**Description of the task**
Copy the records below word for word. Stop after the line that contains "const DELETE_SUCCESS_TEXT: &str".

[Dataset entries]
• • •

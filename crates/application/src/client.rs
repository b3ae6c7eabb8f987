//! Graph client: request orchestration
//!
//! Every operation follows the same shape: synchronous preparation
//! (parameter checks, URL resolution, body framing), one transport call,
//! classification, then decoding. Preparation finishes before the first
//! `.await`, so caller mistakes surface without touching the network.

use std::sync::Arc;

use bytes::Bytes;
use serde::de::DeserializeOwned;
use serde_json::Value;
use tracing::{debug, warn};

use graphlink_domain::{
    Attachment, BatchRequest, BatchResponse, GraphError, GraphResult, HttpMethod, Page, Parameter,
};

use crate::classifier::Classified;
use crate::codec::{self, ACCESS_TOKEN_PARAM, APPSECRET_PROOF_PARAM, IDS_PARAM};
use crate::config::ClientConfig;
use crate::endpoint::EndpointResolver;
use crate::multipart;
use crate::pagination::{self, Direction};
use crate::ports::{
    Decoder, ErrorDetailParser, RequestBody, SecretProof, Transport, TransportRequest,
    TransportResponse,
};
use crate::query::{set_query_param, strip_query_params};

/// Content type of form-encoded `POST` bodies.
pub const FORM_CONTENT_TYPE: &str = "application/x-www-form-urlencoded";

const BATCH_PARAM: &str = "batch";
const DELETE_SUCCESS_TEXT: &str = "Successfully deleted";
const SECRET_PARAMS: &[&str] = &[ACCESS_TOKEN_PARAM, APPSECRET_PROOF_PARAM];

/// A fully prepared request: method, signed URL, headers and body.
pub type PreparedCall = TransportRequest;

/// Removes credentials from a URL before it is logged or exposed.
#[must_use]
pub fn redact_url(url: &str) -> String {
    strip_query_params(url, SECRET_PARAMS)
}

/// Asynchronous client for a versioned graph-style API.
///
/// The client is cheap to share: wrap it in an `Arc` and call it from any
/// number of tasks. Configuration is fixed at construction.
pub struct GraphClient<D: Decoder> {
    config: ClientConfig,
    transport: Arc<dyn Transport>,
    decoder: D,
    proof: Arc<dyn SecretProof>,
    errors: Arc<dyn ErrorDetailParser>,
}

impl<D: Decoder> GraphClient<D> {
    /// Creates a client from a validated configuration and its collaborators.
    pub fn new(
        config: ClientConfig,
        transport: Arc<dyn Transport>,
        decoder: D,
        proof: Arc<dyn SecretProof>,
        errors: Arc<dyn ErrorDetailParser>,
    ) -> Self {
        Self {
            config,
            transport,
            decoder,
            proof,
            errors,
        }
    }

    /// Returns the client configuration.
    pub const fn config(&self) -> &ClientConfig {
        &self.config
    }

    /// Returns the decoder used for request and response documents.
    pub const fn decoder(&self) -> &D {
        &self.decoder
    }

    fn resolver(&self) -> EndpointResolver<'_> {
        EndpointResolver::new(&self.config, self.proof.as_ref())
    }

    fn encode_parameters(&self, parameters: &[Parameter], reserved: &[&str]) -> GraphResult<String> {
        codec::encode(
            &self.decoder,
            parameters,
            reserved,
            self.config.access_token.as_deref(),
        )
    }

    // --- preparation -------------------------------------------------------

    /// Prepares a `GET` or `DELETE` call; parameters go into the query.
    ///
    /// # Errors
    ///
    /// Returns `InvalidArgument` for illegal parameters.
    pub fn prepare_query_call(
        &self,
        method: HttpMethod,
        path: &str,
        parameters: &[Parameter],
        reserved: &[&str],
    ) -> GraphResult<PreparedCall> {
        let query = self.encode_parameters(parameters, reserved)?;
        let url = self.resolver().resolve_with_query(path, false, &query)?;
        Ok(TransportRequest {
            method,
            url,
            headers: Vec::new(),
            body: RequestBody::Empty,
        })
    }

    /// Prepares a `POST` call.
    ///
    /// Without attachments the parameters form the body. With attachments
    /// the body is the multipart stream and the parameters move to the URL.
    ///
    /// # Errors
    ///
    /// Returns `InvalidArgument` for illegal parameters.
    pub fn prepare_post(
        &self,
        path: &str,
        parameters: &[Parameter],
        attachments: Vec<Attachment>,
    ) -> GraphResult<PreparedCall> {
        let encoded = self.encode_parameters(parameters, &[])?;
        let resolver = self.resolver();

        if attachments.is_empty() {
            return Ok(TransportRequest {
                method: HttpMethod::Post,
                url: resolver.resolve(path, false)?,
                headers: vec![("Content-Type".to_string(), FORM_CONTENT_TYPE.to_string())],
                body: RequestBody::Buffered(Bytes::from(encoded)),
            });
        }

        let url = resolver.resolve_with_query(path, true, &encoded)?;
        Ok(TransportRequest {
            method: HttpMethod::Post,
            url,
            headers: multipart::headers(),
            body: RequestBody::Stream(multipart::encode(attachments)?),
        })
    }

    /// Prepares a `GET` of an absolute page URL.
    ///
    /// The configured access token and proof are set on the URL, replacing
    /// any already present.
    ///
    /// # Errors
    ///
    /// Returns `InvalidArgument` for a blank or relative URL.
    pub fn prepare_page_fetch(&self, url: &str) -> GraphResult<PreparedCall> {
        let url = url.trim();
        if !(url.starts_with("https://") || url.starts_with("http://")) {
            return Err(GraphError::invalid_argument(format!(
                "page URL must be absolute: '{url}'"
            )));
        }

        let url = match self.config.access_token.as_deref() {
            Some(token) => set_query_param(url, ACCESS_TOKEN_PARAM, token),
            None => url.to_string(),
        };
        Ok(TransportRequest {
            method: HttpMethod::Get,
            url: self.resolver().sign(&url)?,
            headers: Vec::new(),
            body: RequestBody::Empty,
        })
    }

    // --- execution ---------------------------------------------------------

    /// Sends a prepared call and classifies the response.
    ///
    /// # Errors
    ///
    /// Returns the transport failure or the translated remote error.
    pub async fn execute(&self, call: PreparedCall) -> GraphResult<TransportResponse> {
        let method = call.method;
        let logged_url = redact_url(&call.url);
        debug!(%method, url = %logged_url, "sending request");

        let response = self.transport.send(call).await?;
        debug!(%method, url = %logged_url, status = response.status, "received response");

        Classified::classify(response)
            .into_result(self.errors.as_ref())
            .await
            .inspect_err(|err| {
                warn!(%method, url = %logged_url, status = ?err.status(), error = %err, "request failed");
            })
    }

    async fn execute_for_bytes(&self, call: PreparedCall) -> GraphResult<Bytes> {
        self.execute(call).await?.bytes().await
    }

    async fn execute_and_decode<T: DeserializeOwned>(&self, call: PreparedCall) -> GraphResult<T> {
        let body = self.execute_for_bytes(call).await?;
        self.decoder.decode(&body)
    }

    async fn execute_page<T: DeserializeOwned>(&self, call: PreparedCall) -> GraphResult<Page<T>> {
        let origin = redact_url(&call.url);
        let page: Page<T> = self.execute_and_decode(call).await?;
        page.set_origin_url(origin);
        Ok(page)
    }

    // --- operations --------------------------------------------------------

    /// Fetches a single object.
    ///
    /// # Errors
    ///
    /// Returns `InvalidArgument` for a blank path or illegal parameters,
    /// otherwise the transport, remote or decode failure.
    pub async fn fetch_object<T: DeserializeOwned>(
        &self,
        path: &str,
        parameters: &[Parameter],
    ) -> GraphResult<T> {
        require_path(path)?;
        let call = self.prepare_query_call(HttpMethod::Get, path, parameters, &[])?;
        self.execute_and_decode(call).await
    }

    /// Fetches several objects by ID in one call.
    ///
    /// The result is keyed by ID, so `T` is usually a map type.
    ///
    /// # Errors
    ///
    /// Returns `InvalidArgument` for an empty ID list, a blank ID or a
    /// caller-supplied `ids` parameter.
    pub async fn fetch_objects<T: DeserializeOwned, S: AsRef<str>>(
        &self,
        ids: &[S],
        parameters: &[Parameter],
    ) -> GraphResult<T> {
        let call = self.prepare_multi_fetch(ids, parameters)?;
        self.execute_and_decode(call).await
    }

    fn prepare_multi_fetch<S: AsRef<str>>(
        &self,
        ids: &[S],
        parameters: &[Parameter],
    ) -> GraphResult<PreparedCall> {
        if ids.is_empty() {
            return Err(GraphError::invalid_argument("the list of IDs cannot be empty"));
        }
        if ids.iter().any(|id| id.as_ref().trim().is_empty()) {
            return Err(GraphError::invalid_argument("IDs cannot be blank"));
        }
        codec::verify_parameter_legality(parameters, &[IDS_PARAM])?;

        let joined = ids
            .iter()
            .map(|id| id.as_ref().trim())
            .collect::<Vec<_>>()
            .join(",");
        let mut all = Vec::with_capacity(parameters.len() + 1);
        all.push(Parameter::new(IDS_PARAM, joined));
        all.extend_from_slice(parameters);

        self.prepare_query_call(HttpMethod::Get, "", &all, &[])
    }

    /// Fetches the first page of a connection.
    ///
    /// # Errors
    ///
    /// Returns `InvalidArgument` for a blank path or illegal parameters,
    /// otherwise the transport, remote or decode failure.
    pub async fn fetch_connection<T: DeserializeOwned>(
        &self,
        path: &str,
        parameters: &[Parameter],
    ) -> GraphResult<Page<T>> {
        require_path(path)?;
        let call = self.prepare_query_call(HttpMethod::Get, path, parameters, &[])?;
        self.execute_page(call).await
    }

    /// Fetches a connection page from an absolute URL.
    ///
    /// # Errors
    ///
    /// Returns `InvalidArgument` for a blank or relative URL, otherwise the
    /// transport, remote or decode failure.
    pub async fn fetch_connection_page<T: DeserializeOwned>(&self, url: &str) -> GraphResult<Page<T>> {
        let call = self.prepare_page_fetch(url)?;
        self.execute_page(call).await
    }

    /// Fetches the page after `page`, or `None` at the end of the connection.
    ///
    /// # Errors
    ///
    /// Returns the transport, remote or decode failure.
    pub async fn fetch_next_page<T: DeserializeOwned>(
        &self,
        page: &Page<T>,
    ) -> GraphResult<Option<Page<T>>> {
        self.fetch_adjacent_page(page, Direction::Next).await
    }

    /// Fetches the page before `page`, or `None` at the start of the connection.
    ///
    /// # Errors
    ///
    /// Returns the transport, remote or decode failure.
    pub async fn fetch_previous_page<T: DeserializeOwned>(
        &self,
        page: &Page<T>,
    ) -> GraphResult<Option<Page<T>>> {
        self.fetch_adjacent_page(page, Direction::Previous).await
    }

    async fn fetch_adjacent_page<T: DeserializeOwned>(
        &self,
        page: &Page<T>,
        direction: Direction,
    ) -> GraphResult<Option<Page<T>>> {
        match pagination::resolve(page, direction) {
            Some(url) => self.fetch_connection_page(&url).await.map(Some),
            None => Ok(None),
        }
    }

    /// Publishes to a connection, optionally with binary attachments.
    ///
    /// # Errors
    ///
    /// Returns `InvalidArgument` for a blank path or illegal parameters,
    /// otherwise the transport, remote or decode failure.
    pub async fn publish<T: DeserializeOwned>(
        &self,
        path: &str,
        parameters: &[Parameter],
        attachments: Vec<Attachment>,
    ) -> GraphResult<T> {
        require_path(path)?;
        let call = self.prepare_post(path, parameters, attachments)?;
        self.execute_and_decode(call).await
    }

    /// Deletes an object and reports whether the remote side confirmed it.
    ///
    /// # Errors
    ///
    /// Returns `InvalidArgument` for a blank path or illegal parameters,
    /// otherwise the transport or remote failure.
    pub async fn delete_object(&self, path: &str, parameters: &[Parameter]) -> GraphResult<bool> {
        require_path(path)?;
        let call = self.prepare_query_call(HttpMethod::Delete, path, parameters, &[])?;
        let body = self.execute_for_bytes(call).await?;
        Ok(self.delete_succeeded(&body))
    }

    fn delete_succeeded(&self, body: &[u8]) -> bool {
        match self.decoder.decode::<Value>(body) {
            Ok(document) => interpret_delete(&document),
            Err(err) => {
                debug!(error = %err, "delete response is not a JSON document, checking raw text");
                let text = String::from_utf8_lossy(body);
                let text = text.trim();
                text == "true" || text.contains(DELETE_SUCCESS_TEXT)
            }
        }
    }

    /// Executes several calls in one request.
    ///
    /// Responses come back in request order; a `None` entry marks a
    /// sub-request the remote side did not answer.
    ///
    /// # Errors
    ///
    /// Returns `InvalidArgument` for an empty batch, otherwise the
    /// transport, remote or decode failure of the outer request.
    pub async fn execute_batch(
        &self,
        requests: &[BatchRequest],
        attachments: Vec<Attachment>,
    ) -> GraphResult<Vec<Option<BatchResponse>>> {
        let call = self.prepare_batch(requests, attachments)?;
        self.execute_and_decode(call).await
    }

    fn prepare_batch(
        &self,
        requests: &[BatchRequest],
        attachments: Vec<Attachment>,
    ) -> GraphResult<PreparedCall> {
        if requests.is_empty() {
            return Err(GraphError::invalid_argument(
                "a batch needs at least one request",
            ));
        }
        let batch = self.decoder.encode(requests)?;
        self.prepare_post("", &[Parameter::new(BATCH_PARAM, batch)], attachments)
    }
}

fn require_path(path: &str) -> GraphResult<()> {
    if path.trim().trim_matches('/').is_empty() {
        return Err(GraphError::invalid_argument("path cannot be blank"));
    }
    Ok(())
}

fn is_true(value: &Value) -> bool {
    match value {
        Value::Bool(flag) => *flag,
        Value::String(text) => text.eq_ignore_ascii_case("true"),
        _ => false,
    }
}

fn interpret_delete(document: &Value) -> bool {
    match document {
        Value::Object(fields) => fields.get("success").map_or_else(
            || {
                fields
                    .get("result")
                    .and_then(Value::as_str)
                    .is_some_and(|result| result.contains(DELETE_SUCCESS_TEXT))
            },
            is_true,
        ),
        Value::String(text) => text == "true" || text.contains(DELETE_SUCCESS_TEXT),
        other => is_true(other),
    }
}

• • •

**Exercise answer**
filename crates/application/src/client.rs
repository b3ae6c7eabb8f987
//! Graph client: request orchestration
//!
//! Every operation follows the same shape: synchronous preparation
//! (parameter checks, URL resolution, body framing), one transport call,
//! classification, then decoding. Preparation finishes before the first
//! `.await`, so caller mistakes surface without touching the network.

use std::sync::Arc;

use bytes::Bytes;
use serde::de::DeserializeOwned;
use serde_json::Value;
use tracing::{debug, warn};

use graphlink_domain::{
    Attachment, BatchRequest, BatchResponse, GraphError, GraphResult, HttpMethod, Page, Parameter,
};

use crate::classifier::Classified;
use crate::codec::{self, ACCESS_TOKEN_PARAM, APPSECRET_PROOF_PARAM, IDS_PARAM};
use crate::config::ClientConfig;
use crate::endpoint::EndpointResolver;
use crate::multipart;
use crate::pagination::{self, Direction};
use crate::ports::{
    Decoder, ErrorDetailParser, RequestBody, SecretProof, Transport, TransportRequest,
    TransportResponse,
};
use crate::query::{set_query_param, strip_query_params};

/// Content type of form-encoded `POST` bodies.
pub const FORM_CONTENT_TYPE: &str = "application/x-www-form-urlencoded";

const BATCH_PARAM: &str = "batch";
const DELETE_SUCCESS_TEXT: &str = "Successfully deleted";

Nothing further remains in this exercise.